▸ WHAT THE EXERCISE ASKS
How many lines in these records hold the string "CastMember"? Reply with the number alone.

▸ RECORDS SUPPLIED
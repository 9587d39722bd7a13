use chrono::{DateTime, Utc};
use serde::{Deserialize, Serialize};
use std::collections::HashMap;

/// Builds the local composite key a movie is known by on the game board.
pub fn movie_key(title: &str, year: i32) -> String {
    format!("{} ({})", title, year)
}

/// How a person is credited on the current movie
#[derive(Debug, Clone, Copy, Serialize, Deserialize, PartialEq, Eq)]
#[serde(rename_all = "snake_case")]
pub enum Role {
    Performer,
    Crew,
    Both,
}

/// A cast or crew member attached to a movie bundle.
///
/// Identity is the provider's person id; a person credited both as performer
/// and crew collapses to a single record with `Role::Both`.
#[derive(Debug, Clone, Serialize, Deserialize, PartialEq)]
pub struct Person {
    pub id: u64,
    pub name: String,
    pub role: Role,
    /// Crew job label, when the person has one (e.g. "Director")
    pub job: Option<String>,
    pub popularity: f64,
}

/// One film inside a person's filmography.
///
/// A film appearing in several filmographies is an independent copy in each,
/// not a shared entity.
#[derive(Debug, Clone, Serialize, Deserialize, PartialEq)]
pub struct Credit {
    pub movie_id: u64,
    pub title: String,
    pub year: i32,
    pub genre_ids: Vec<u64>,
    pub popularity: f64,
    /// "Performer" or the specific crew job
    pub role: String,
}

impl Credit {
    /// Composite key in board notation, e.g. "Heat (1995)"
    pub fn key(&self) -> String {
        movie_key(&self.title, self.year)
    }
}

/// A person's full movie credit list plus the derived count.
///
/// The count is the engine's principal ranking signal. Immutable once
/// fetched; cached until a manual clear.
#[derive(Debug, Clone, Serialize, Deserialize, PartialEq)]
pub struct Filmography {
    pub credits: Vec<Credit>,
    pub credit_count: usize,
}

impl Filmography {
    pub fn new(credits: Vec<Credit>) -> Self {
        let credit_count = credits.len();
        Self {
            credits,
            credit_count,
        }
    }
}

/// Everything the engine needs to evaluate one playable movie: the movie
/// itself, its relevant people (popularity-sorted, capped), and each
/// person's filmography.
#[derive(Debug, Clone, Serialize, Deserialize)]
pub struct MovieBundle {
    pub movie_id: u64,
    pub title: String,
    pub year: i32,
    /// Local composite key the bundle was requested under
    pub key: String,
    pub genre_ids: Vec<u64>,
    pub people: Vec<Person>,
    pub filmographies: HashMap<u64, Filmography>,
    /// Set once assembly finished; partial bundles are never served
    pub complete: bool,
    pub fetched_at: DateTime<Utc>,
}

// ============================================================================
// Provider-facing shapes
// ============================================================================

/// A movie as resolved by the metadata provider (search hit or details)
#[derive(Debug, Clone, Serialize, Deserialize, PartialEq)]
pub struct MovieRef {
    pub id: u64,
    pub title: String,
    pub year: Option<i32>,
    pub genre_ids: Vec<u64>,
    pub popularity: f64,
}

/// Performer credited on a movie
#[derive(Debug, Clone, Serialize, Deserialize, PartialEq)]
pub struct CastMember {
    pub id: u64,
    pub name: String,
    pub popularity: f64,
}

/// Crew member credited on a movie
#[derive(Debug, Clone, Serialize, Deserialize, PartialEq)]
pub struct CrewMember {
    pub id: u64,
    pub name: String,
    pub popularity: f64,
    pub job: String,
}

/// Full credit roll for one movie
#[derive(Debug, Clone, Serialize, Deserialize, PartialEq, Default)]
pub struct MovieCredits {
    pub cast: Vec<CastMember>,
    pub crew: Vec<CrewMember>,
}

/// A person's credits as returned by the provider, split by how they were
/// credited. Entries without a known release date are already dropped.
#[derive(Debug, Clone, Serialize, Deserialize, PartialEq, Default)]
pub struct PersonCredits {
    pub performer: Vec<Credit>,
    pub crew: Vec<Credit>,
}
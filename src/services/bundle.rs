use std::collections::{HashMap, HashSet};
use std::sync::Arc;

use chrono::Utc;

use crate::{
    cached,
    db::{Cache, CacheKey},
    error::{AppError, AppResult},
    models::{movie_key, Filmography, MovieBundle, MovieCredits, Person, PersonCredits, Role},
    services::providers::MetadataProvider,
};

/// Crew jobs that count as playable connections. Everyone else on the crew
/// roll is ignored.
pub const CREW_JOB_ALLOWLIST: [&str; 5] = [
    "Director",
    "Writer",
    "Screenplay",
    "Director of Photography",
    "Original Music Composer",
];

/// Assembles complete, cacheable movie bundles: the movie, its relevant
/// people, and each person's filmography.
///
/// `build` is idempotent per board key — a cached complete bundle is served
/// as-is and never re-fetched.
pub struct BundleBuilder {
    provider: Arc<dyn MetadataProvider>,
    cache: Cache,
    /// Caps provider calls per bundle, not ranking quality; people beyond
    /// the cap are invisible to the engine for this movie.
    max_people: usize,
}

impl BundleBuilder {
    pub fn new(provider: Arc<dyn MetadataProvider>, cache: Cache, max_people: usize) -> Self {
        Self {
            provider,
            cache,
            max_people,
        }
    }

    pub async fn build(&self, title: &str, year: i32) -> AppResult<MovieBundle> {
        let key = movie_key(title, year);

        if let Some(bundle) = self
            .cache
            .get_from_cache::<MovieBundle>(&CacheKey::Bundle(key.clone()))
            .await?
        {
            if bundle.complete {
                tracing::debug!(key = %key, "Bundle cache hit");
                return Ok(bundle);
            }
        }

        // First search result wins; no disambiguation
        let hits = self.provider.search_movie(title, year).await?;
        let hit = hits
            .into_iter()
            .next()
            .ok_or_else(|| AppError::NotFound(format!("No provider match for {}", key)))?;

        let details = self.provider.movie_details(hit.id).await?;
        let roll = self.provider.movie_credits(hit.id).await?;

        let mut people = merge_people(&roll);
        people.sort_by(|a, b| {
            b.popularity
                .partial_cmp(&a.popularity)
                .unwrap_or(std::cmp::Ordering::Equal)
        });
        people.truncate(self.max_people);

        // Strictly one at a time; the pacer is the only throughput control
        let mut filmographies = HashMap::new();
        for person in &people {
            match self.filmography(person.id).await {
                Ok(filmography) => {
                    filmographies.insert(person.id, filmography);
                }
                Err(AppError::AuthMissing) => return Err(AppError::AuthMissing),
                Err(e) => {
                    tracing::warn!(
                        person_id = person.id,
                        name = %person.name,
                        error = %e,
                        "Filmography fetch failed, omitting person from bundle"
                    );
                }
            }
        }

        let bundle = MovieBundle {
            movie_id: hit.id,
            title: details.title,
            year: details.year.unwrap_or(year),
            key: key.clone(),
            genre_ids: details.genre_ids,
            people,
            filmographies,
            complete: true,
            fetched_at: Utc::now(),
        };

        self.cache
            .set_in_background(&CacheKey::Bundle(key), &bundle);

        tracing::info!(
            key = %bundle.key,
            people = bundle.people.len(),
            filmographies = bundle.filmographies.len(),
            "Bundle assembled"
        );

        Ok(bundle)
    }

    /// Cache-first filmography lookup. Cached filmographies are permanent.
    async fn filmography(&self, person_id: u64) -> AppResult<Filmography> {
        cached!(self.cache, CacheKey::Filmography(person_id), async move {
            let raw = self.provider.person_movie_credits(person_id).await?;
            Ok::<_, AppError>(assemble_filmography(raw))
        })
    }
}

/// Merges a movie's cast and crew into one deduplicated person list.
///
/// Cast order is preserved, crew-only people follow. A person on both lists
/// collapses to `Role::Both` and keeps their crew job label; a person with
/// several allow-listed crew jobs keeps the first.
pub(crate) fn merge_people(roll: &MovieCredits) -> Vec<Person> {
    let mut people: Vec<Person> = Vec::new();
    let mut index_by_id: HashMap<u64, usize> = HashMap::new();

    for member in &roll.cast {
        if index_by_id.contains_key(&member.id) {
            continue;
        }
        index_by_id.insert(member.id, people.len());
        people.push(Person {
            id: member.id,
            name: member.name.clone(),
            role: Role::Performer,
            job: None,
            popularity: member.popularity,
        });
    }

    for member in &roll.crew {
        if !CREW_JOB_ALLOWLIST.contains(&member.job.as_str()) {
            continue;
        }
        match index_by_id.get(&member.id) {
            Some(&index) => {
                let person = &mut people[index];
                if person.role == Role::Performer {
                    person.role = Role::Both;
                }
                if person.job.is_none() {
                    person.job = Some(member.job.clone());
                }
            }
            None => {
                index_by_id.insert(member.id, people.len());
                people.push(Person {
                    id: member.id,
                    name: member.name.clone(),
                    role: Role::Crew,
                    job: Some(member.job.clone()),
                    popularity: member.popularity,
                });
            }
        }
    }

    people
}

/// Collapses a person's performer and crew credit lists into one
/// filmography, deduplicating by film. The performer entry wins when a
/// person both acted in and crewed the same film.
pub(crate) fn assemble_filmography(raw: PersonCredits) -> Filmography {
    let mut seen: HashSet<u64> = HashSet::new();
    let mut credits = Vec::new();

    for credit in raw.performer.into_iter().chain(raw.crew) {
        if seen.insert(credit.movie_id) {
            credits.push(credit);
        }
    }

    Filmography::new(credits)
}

▸ RESULT FOR THIS TASK
2